13 Alzo zegt de Heere HEERE: Dit zal de landpale zijn, naar dewelke gij het land ten erve zult nemen, naar de twaalf stammen Israels: Jozef twee snoeren.
[In the vision], Yahweh [also] said this to me: “Here is a list of the twelve tribes of Israel and the territory that each tribe must receive. [The descendants of] Joseph will receive two portions; [the tribe of Levi will not receive any].
14 En gij zult dat erven, de een zowel als de ander; over hetwelk Ik Mijn hand heb opgeheven, dat Ik het uw vaderen zou geven; en ditzelve land zal ulieden in erfenis vallen.
I lifted up my arm and solemnly declared to your ancestors that I would give you this land to own permanently. [So divide the land equally among all of the other tribes].
15 Dit nu zal de landpale des lands zijn: aan den noorderhoek, van de grote zee af, den weg van Hethlon, waar men komt te Zedad.
These will be the boundaries of the land: On the north side, [it will extend] from the Mediterranean Sea east along the road to Hethlon, past Lebo-Hamath to Zedad,
16 Hamath, Berotha, Sibraim, dat tussen de landpale van Damaskus en tussen de landpale van Hamath is; Hazar Hattichon, dat aan de landpale van Havran is.

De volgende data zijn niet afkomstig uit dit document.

//! Game window lookup
//!
//! Finds the game's top-level window by case-insensitive substring hints on
//! the process name and window title, validates its geometry and retries
//! while the OS settles window positions after a focus change.

use serde::{Deserialize, Serialize};
use std::fmt;
use std::thread;
use std::time::Duration;

use super::{BackendError, DesktopBackend, WindowInfo};
use crate::config::WindowSettings;
use crate::geometry::WindowRect;

/// Why a matched window was rejected
#[derive(Debug, Clone, Copy, PartialEq, Eq, Serialize, Deserialize)]
pub enum InvalidReason {
    /// Width or height below the configured minimum
    TooSmall { width: u32, height: u32 },
    /// Origin further offscreen than one full window size
    Offscreen { x: i32, y: i32 },
    /// The window is minimized
    Minimized,
}

impl fmt::Display for InvalidReason {
    fn fmt(&self, f: &mut fmt::Formatter<'_>) -> fmt::Result {
        match self {
            InvalidReason::TooSmall { width, height } => {
                write!(f, "window too small ({}x{})", width, height)
            }
            InvalidReason::Offscreen { x, y } => write!(f, "window offscreen at ({}, {})", x, y),
            InvalidReason::Minimized => write!(f, "window is minimized"),
        }
    }
}

/// Window lookup errors
#[derive(Debug, thiserror::Error)]
pub enum LocateError {
    #[error("No window matches hints {0:?}")]
    WindowNotFound(Vec<String>),
    #[error("Window '{title}' rejected: {reason}")]
    WindowInvalid { title: String, reason: InvalidReason },
    #[error(transparent)]
    Backend(#[from] BackendError),
}

/// A resolved game window, owned by whichever loop resolved it
#[derive(Debug, Clone, PartialEq, Serialize, Deserialize)]
pub struct TrackedWindow {
    /// Window rectangle in desktop pixels
    pub rect: WindowRect,
    /// True when no real window was found and the primary display stands in
    pub degraded: bool,
    /// Owning application name
    pub app_name: String,
    /// Window title
    pub title: String,
}

impl TrackedWindow {
    fn from_window(info: &WindowInfo) -> Self {
        Self {
            rect: info.rect,
            degraded: false,
            app_name: info.app_name.clone(),
            title: info.title.clone(),
        }
    }
}

/// Check window geometry for signs of a stale or minimized window
///
/// Negative origins are fine (monitors left of or above the primary) as
/// long as the window is not more than its own size off the origin.
pub fn validate_rect(rect: &WindowRect, min_size: u32) -> Result<(), InvalidReason> {
    if rect.width < min_size || rect.height < min_size {
        return Err(InvalidReason::TooSmall {
            width: rect.width,
            height: rect.height,
        });
    }

    if (rect.x as i64) < -(rect.width as i64) || (rect.y as i64) < -(rect.height as i64) {
        return Err(InvalidReason::Offscreen {
            x: rect.x,
            y: rect.y,
        });
    }

    Ok(())
}

/// Locates the game window
#[derive(Debug, Clone)]
pub struct WindowLocator {
    settings: WindowSettings,
    hints: Vec<String>,
}

impl WindowLocator {
    /// Create a locator; hints are lower-cased once here
    pub fn new(settings: WindowSettings) -> Self {
        let hints = settings
            .hints
            .iter()
            .map(|h| h.trim().to_lowercase())
            .filter(|h| !h.is_empty())
            .collect();
        Self { settings, hints }
    }

    /// Whether a window's process name or title matches any hint
    pub fn matches(&self, window: &WindowInfo) -> bool {
        let title = window.title.to_lowercase();
        let app = window.app_name.to_lowercase();
        self.hints
            .iter()
            .any(|hint| title.contains(hint.as_str()) || app.contains(hint.as_str()))
    }

    /// Single query: first matching window, validated
    pub fn find_once(&self, backend: &dyn DesktopBackend) -> Result<TrackedWindow, LocateError> {
        let windows = backend.windows()?;

        let Some(window) = windows.iter().find(|w| self.matches(w)) else {
            return Err(LocateError::WindowNotFound(self.settings.hints.clone()));
        };

        log::debug!(
            "Matched window '{}' ({}) at {}",
            window.title,
            window.app_name,
            window.rect
        );

        let invalid = |reason| LocateError::WindowInvalid {
            title: window.title.clone(),
            reason,
        };

        if window.minimized {
            return Err(invalid(InvalidReason::Minimized));
        }
        validate_rect(&window.rect, self.settings.min_size).map_err(invalid)?;

        Ok(TrackedWindow::from_window(window))
    }

    /// Query with retries while the window geometry settles
    ///
    /// Not-found and invalid results are retried; backend failures are not.
    pub fn locate(&self, backend: &dyn DesktopBackend) -> Result<TrackedWindow, LocateError> {
        let attempts = self.settings.max_attempts.max(1);
        let delay = Duration::from_millis(self.settings.retry_delay_ms);

        let mut attempt = 1;
        loop {
            match self.find_once(backend) {
                Ok(window) => {
                    log::info!("Found game window '{}' at {}", window.title, window.rect);
                    return Ok(window);
                }
                Err(LocateError::Backend(e)) => return Err(LocateError::Backend(e)),
                Err(e) if attempt >= attempts => {
                    log::warn!("Giving up after {} attempts: {}", attempts, e);
                    return Err(e);
                }
                Err(e) => {
                    log::debug!("Attempt {}/{} failed: {}", attempt, attempts, e);
                    attempt += 1;
                    if !delay.is_zero() {
                        thread::sleep(delay);
                    }
                }
            }
        }
    }

    /// Locate the window, falling back to the primary display when allowed
    ///
    /// The fallback is flagged through [`TrackedWindow::degraded`].
    pub fn resolve(&self, backend: &dyn DesktopBackend) -> Result<TrackedWindow, LocateError> {
        match self.locate(backend) {
            Ok(window) => Ok(window),
            Err(LocateError::Backend(e)) => Err(LocateError::Backend(e)),
            Err(e) if self.settings.fallback_to_primary => {
                let display = backend.primary_display()?;
                log::warn!(
                    "{}; using primary display {} at {} instead",
                    e,
                    display.name,
                    display.rect
                );
                Ok(TrackedWindow {
                    rect: display.rect,
                    degraded: true,
                    app_name: String::new(),
                    title: display.name,
                })
            }
            Err(e) => Err(e),
        }
    }

    pub fn settings(&self) -> &WindowSettings {
        &self.settings
    }
}

#[cfg(test)]
mod tests {
    use super::*;
    use crate::desktop::fake::FakeDesktop;

    fn settings() -> WindowSettings {
        WindowSettings {
            retry_delay_ms: 0,
            max_attempts: 3,
            ..WindowSettings::default()
        }
    }

    fn game_window(rect: WindowRect) -> WindowInfo {
        WindowInfo {
            app_name: "Mini Motorways".to_string(),
            title: "Mini Motorways".to_string(),
            rect,
            minimized: false,
        }
    }

    #[test]
    fn test_secondary_monitor_left_is_valid() {
        assert!(validate_rect(&WindowRect::new(-1920, 0, 1920, 1080), 100).is_ok());
    }

    #[test]
    fn test_far_offscreen_is_rejected() {
        let result = validate_rect(&WindowRect::new(-5000, 0, 1920, 1080), 100);
        assert_eq!(result, Err(InvalidReason::Offscreen { x: -5000, y: 0 }));
    }

    #[test]
    fn test_tiny_window_is_rejected() {
        let result = validate_rect(&WindowRect::new(0, 0, 80, 600), 100);
        assert!(matches!(result, Err(InvalidReason::TooSmall { .. })));
    }

    #[test]
    fn test_hint_matching_is_case_insensitive() {
        let locator = WindowLocator::new(settings());
        let mut window = game_window(WindowRect::new(0, 0, 800, 600));
        window.app_name = "steam".to_string();
        window.title = "MINI MOTORWAYS - Steam".to_string();
        assert!(locator.matches(&window));

        window.title = "Terminal".to_string();
        assert!(!locator.matches(&window));
    }

    #[test]
    fn test_first_match_wins() {
        let mut desktop = FakeDesktop::single_display(1920, 1080);
        let mut other = game_window(WindowRect::new(0, 0, 500, 500));
        other.app_name = "Finder".to_string();
        other.title = "Downloads".to_string();
        desktop.windows = vec![
            other,
            game_window(WindowRect::new(10, 20, 1280, 720)),
            game_window(WindowRect::new(30, 40, 640, 480)),
        ];

        let window = WindowLocator::new(settings()).find_once(&desktop).unwrap();
        assert_eq!(window.rect, WindowRect::new(10, 20, 1280, 720));
        assert!(!window.degraded);
    }

    #[test]
    fn test_not_found_and_invalid_are_distinct() {
        let locator = WindowLocator::new(settings());
        let mut desktop = FakeDesktop::single_display(1920, 1080);

        let err = locator.locate(&desktop).unwrap_err();
        assert!(matches!(err, LocateError::WindowNotFound(_)));

        desktop.windows = vec![game_window(WindowRect::new(-5000, 0, 1920, 1080))];
        let err = locator.locate(&desktop).unwrap_err();
        assert!(matches!(
            err,
            LocateError::WindowInvalid {
                reason: InvalidReason::Offscreen { .. },
                ..
            }
        ));

        let mut minimized = game_window(WindowRect::new(0, 0, 1280, 720));
        minimized.minimized = true;
        desktop.windows = vec![minimized];
        let err = locator.locate(&desktop).unwrap_err();
        assert!(matches!(
            err,
            LocateError::WindowInvalid {
                reason: InvalidReason::Minimized,
                ..
            }
        ));
    }

    #[test]
    fn test_retries_until_window_settles() {
        let desktop = FakeDesktop::single_display(1920, 1080);
        // Window only appears on the third enumeration
        desktop.set_window_schedule(vec![
            vec![],
            vec![game_window(WindowRect::new(0, 0, 20, 20))],
            vec![game_window(WindowRect::new(100, 100, 1280, 720))],
        ]);

        let window = WindowLocator::new(settings()).locate(&desktop).unwrap();
        assert_eq!(window.rect, WindowRect::new(100, 100, 1280, 720));
        assert_eq!(desktop.window_queries(), 3);
    }

    #[test]
    fn test_gives_up_after_max_attempts() {
        let desktop = FakeDesktop::single_display(1920, 1080);
        let result = WindowLocator::new(settings()).locate(&desktop);
        assert!(result.is_err());
        assert_eq!(desktop.window_queries(), 3);
    }

    #[test]
    fn test_fallback_to_primary_display_is_flagged() {
        let desktop = FakeDesktop::dual_display();
        let window = WindowLocator::new(settings()).resolve(&desktop).unwrap();

        assert!(window.degraded);
        assert_eq!(window.rect, WindowRect::new(0, 0, 1920, 1080));
    }

    #[test]
    fn test_fallback_can_be_disabled() {
        let desktop = FakeDesktop::dual_display();
        let locator = WindowLocator::new(WindowSettings {
            fallback_to_primary: false,
            ..settings()
        });
        assert!(matches!(
            locator.resolve(&desktop),
            Err(LocateError::WindowNotFound(_))
        ));
    }

    #[test]
    fn test_backend_failure_is_not_retried() {
        let desktop = FakeDesktop::single_display(1920, 1080);
        desktop.fail_window_enumeration();

        let err = WindowLocator::new(settings()).resolve(&desktop).unwrap_err();
        assert!(matches!(err, LocateError::Backend(_)));
        assert_eq!(desktop.window_queries(), 1);
    }
}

to [the cities of] Berothah and Sibraim, which are on the border between Damascus and Hamath. [From there the boundary will extend] as far [the city of] Hazer-Hatticon, which is on the border of the Hauran [region].
17 Alzo zal de landpale van de zee af zijn, Hazar-Enon, de landpale van Damaskus, en het noorden noordwaarts, en de landpale van Hamath; en dat zal de noorderhoek zijn.
So the boundary will extend from the [Mediterranean] Sea to [the city of] Hazar-Enan on the border between Hamath to the north and Damascus [to the south]. That will be the northern boundary.
18 Den oosterhoek nu zult gijlieden meten van tussen Havran, en van tussen Damaskus, en van tussen Gilead, en van tussen het land Israels aan den Jordaan, van de landpale af tot de Oostzee toe; en dat zal de oosterhoek zijn.
On the east side, the boundary [will extend] between Hauran and Damascus, [south] along the Jordan [River] between the Gilead [region] and the land of Israel, along the Dead Sea as far as [the town of] Tamar. That will be the eastern boundary.
19 En den zuiderhoek zuidwaarts van Thamar af, tot aan het twistwater van Kades, voorts naar de beek henen, tot aan de grote zee; en dat zal de zuiderhoek zuidwaarts zijn.
On the south side, the boundary will extend from Tamar [southwest] to the springs near [the town of] Meribah-Kadesh. Then [the boundary will extend west] along the dry riverbed [at the border] of Egypt to the Mediterranean Sea. That will be the southern boundary.
20 En den westerhoek, de grote zee, van de landpale af tot daar men recht tegenover Hamath komt; dat zal de westerhoek zijn.
On the west side, the boundary will be the Mediterranean Sea, north to near Lebo-Hamath.
21 Ditzelve land nu zult gij ulieden uitdelen naar de stammen Israels.
You must distribute this land among yourselves, among the tribes of Israel.
22 Maar het zal geschieden, dat gij hetzelve zult doen vallen in erfenis voor ulieden, en voor de vreemdelingen, die in het midden van u verkeren, die kinderen in het midden van u zullen gewonnen hebben; en zij zullen ulieden zijn, als een inboorling onder de kinderen Israels; zij zullen met ulieden in erfenis vallen, in het midden der stammen Israels.
You must allot the land to be a permanent possession for yourselves, and [also] to be a permanent possession of any foreigners who are living among you and raising their children. You must consider those people to be like you who were born Israelis, and they must be allotted land among the tribes of Israel.
23 Ook zal het geschieden, in den stam, bij welken de vreemdeling verkeert, aldaar zult gij hem zijn erfenis geven, spreekt de Heere HEERE.
Wherever foreigners are living, you must give them some land to belong to them permanently. [That is what I], Yahweh the Lord, declare.”